▶ [Exercise prompt]:
Give only the number of lines in the data that include the string "older".

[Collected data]
───
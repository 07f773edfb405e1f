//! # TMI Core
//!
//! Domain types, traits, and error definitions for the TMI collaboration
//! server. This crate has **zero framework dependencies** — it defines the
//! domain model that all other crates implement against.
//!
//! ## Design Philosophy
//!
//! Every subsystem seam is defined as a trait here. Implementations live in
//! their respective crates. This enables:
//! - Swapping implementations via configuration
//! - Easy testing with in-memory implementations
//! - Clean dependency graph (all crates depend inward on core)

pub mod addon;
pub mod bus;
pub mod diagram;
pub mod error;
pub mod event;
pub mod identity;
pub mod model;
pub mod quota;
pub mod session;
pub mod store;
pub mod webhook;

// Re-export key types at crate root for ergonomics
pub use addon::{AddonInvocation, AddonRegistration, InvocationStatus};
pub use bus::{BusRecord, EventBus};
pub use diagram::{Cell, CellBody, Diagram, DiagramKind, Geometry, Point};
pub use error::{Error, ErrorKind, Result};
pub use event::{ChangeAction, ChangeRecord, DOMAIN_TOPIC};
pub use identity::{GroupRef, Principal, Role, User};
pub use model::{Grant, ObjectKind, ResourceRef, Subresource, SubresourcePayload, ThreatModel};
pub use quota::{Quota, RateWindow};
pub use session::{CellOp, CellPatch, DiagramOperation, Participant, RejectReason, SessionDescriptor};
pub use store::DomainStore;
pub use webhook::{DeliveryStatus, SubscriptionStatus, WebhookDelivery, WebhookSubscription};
───
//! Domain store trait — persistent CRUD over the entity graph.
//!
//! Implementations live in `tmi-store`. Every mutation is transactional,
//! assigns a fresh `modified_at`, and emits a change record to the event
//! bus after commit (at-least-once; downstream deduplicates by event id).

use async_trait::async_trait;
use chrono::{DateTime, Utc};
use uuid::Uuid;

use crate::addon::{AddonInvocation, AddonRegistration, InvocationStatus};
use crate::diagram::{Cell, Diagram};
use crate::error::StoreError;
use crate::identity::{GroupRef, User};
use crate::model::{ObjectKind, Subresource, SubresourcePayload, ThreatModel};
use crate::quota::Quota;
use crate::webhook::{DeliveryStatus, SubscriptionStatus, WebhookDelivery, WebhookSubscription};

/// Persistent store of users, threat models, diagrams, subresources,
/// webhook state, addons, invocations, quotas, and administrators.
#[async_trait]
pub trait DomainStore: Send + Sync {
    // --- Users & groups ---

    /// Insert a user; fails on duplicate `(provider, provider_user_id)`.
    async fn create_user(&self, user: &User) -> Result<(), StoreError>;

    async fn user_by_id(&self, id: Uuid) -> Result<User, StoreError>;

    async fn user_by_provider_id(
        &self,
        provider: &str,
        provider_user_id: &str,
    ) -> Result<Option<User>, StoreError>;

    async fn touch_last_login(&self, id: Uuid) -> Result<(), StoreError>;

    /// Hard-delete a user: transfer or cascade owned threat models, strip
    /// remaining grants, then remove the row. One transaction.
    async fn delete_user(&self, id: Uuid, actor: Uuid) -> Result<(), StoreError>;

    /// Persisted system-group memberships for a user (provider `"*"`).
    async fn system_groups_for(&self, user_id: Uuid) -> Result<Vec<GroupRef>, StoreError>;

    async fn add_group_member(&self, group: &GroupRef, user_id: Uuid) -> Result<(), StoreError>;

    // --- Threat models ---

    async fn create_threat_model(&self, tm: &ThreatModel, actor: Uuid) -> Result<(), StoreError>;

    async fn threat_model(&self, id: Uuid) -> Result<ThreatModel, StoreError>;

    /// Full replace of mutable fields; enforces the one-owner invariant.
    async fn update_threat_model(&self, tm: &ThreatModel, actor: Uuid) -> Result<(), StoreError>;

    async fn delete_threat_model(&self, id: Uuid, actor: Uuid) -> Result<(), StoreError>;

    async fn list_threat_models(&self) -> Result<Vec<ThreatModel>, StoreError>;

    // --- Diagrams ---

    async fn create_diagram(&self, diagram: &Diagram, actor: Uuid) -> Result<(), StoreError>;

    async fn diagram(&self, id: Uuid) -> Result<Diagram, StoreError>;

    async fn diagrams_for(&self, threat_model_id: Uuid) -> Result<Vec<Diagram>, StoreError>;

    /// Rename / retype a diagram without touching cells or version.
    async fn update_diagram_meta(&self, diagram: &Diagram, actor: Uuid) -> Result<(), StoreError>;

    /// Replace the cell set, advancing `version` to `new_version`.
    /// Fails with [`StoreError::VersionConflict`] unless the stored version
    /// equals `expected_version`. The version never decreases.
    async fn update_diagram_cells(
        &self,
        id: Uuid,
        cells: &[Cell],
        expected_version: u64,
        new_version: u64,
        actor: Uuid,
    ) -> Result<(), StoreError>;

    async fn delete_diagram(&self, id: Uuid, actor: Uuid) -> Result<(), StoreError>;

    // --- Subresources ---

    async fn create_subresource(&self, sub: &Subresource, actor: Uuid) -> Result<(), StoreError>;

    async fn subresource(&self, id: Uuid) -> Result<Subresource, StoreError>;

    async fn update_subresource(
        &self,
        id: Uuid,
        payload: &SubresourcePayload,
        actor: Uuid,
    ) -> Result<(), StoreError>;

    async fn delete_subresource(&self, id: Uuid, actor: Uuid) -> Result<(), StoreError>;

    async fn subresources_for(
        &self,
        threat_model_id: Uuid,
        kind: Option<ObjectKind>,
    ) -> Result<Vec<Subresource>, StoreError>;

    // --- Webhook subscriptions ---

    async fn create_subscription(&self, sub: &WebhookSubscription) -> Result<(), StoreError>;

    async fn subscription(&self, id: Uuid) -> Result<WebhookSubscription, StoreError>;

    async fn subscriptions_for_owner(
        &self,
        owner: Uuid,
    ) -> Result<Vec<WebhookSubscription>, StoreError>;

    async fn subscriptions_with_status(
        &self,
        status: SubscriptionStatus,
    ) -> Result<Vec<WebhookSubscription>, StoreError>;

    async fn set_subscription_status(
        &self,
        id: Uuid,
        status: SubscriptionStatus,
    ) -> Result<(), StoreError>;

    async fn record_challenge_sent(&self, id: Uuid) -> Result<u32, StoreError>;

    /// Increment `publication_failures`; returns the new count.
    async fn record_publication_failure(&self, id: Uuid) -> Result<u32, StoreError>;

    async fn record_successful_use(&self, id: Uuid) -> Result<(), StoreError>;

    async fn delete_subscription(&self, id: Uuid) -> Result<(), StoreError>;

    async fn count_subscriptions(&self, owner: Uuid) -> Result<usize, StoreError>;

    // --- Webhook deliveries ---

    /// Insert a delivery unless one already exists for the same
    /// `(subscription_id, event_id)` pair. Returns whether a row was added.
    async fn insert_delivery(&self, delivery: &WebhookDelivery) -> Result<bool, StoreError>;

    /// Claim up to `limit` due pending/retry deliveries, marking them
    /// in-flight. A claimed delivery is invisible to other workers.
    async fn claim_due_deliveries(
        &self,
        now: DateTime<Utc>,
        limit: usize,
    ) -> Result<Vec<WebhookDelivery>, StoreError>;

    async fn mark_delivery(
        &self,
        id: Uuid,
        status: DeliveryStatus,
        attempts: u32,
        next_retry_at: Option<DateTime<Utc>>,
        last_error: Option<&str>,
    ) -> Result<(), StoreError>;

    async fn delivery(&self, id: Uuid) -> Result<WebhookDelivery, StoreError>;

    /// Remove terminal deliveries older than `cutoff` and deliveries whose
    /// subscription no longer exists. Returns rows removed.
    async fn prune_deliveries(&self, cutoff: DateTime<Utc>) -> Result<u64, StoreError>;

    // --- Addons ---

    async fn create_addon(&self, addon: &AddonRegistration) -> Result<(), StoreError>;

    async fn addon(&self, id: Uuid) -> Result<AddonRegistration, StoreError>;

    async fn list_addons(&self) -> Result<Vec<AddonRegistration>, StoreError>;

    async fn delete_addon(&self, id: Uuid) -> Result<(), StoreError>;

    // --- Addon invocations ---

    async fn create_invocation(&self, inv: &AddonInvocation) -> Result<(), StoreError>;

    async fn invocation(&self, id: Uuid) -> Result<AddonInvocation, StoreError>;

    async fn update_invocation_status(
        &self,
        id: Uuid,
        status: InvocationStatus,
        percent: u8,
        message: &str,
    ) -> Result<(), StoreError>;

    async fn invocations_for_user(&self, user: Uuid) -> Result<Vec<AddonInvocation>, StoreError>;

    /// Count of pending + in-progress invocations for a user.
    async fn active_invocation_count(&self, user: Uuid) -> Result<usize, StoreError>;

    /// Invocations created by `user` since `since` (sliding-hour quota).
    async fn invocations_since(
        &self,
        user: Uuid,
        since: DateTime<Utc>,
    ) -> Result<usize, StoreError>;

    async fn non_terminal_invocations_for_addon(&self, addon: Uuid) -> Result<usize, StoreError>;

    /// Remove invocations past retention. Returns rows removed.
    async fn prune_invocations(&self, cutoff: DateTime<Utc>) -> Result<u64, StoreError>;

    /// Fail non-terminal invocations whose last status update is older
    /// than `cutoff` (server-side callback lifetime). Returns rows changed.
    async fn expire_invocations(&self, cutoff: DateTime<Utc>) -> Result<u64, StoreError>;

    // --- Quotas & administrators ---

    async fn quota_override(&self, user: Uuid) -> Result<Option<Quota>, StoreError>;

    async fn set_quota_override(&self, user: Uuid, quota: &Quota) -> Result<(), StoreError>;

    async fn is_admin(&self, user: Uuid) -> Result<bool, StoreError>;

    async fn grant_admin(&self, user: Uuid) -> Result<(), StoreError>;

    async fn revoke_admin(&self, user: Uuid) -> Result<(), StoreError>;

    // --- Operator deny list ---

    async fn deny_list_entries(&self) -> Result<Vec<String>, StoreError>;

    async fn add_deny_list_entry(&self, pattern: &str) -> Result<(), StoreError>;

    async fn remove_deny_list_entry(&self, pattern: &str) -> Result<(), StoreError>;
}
───
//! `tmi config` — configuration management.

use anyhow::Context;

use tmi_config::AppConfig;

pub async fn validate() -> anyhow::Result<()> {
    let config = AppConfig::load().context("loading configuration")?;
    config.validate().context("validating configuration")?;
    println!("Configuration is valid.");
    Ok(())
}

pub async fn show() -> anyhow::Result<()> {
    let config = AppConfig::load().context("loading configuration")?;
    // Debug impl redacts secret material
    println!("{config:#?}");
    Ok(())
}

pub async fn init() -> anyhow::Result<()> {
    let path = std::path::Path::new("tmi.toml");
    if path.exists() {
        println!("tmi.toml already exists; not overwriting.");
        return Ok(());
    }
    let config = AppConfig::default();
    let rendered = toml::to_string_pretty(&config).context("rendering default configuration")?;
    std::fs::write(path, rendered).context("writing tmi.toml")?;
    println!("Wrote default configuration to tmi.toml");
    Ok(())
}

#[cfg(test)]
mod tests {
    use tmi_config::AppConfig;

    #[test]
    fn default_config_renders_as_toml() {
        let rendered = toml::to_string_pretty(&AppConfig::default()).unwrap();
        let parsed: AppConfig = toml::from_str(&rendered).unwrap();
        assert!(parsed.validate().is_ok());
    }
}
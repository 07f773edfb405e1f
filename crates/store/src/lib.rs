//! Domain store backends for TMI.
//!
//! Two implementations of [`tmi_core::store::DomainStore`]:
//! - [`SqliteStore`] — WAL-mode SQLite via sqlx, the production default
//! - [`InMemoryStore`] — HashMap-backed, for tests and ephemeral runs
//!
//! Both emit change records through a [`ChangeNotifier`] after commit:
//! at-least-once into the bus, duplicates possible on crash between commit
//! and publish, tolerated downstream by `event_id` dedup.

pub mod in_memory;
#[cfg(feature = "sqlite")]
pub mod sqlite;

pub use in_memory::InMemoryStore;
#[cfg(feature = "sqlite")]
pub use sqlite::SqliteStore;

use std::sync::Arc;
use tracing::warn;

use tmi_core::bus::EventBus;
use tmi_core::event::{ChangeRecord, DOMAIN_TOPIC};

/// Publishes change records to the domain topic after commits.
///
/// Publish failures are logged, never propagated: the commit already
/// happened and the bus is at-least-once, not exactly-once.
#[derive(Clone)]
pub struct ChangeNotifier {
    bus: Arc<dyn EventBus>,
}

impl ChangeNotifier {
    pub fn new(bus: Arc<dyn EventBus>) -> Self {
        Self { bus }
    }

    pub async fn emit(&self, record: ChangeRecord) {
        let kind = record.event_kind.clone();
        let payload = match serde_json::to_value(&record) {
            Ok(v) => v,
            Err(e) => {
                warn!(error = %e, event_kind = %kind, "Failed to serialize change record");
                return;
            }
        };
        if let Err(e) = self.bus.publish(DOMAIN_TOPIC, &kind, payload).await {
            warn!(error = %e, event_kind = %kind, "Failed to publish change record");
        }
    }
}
───
▶ [Exercise response]:
2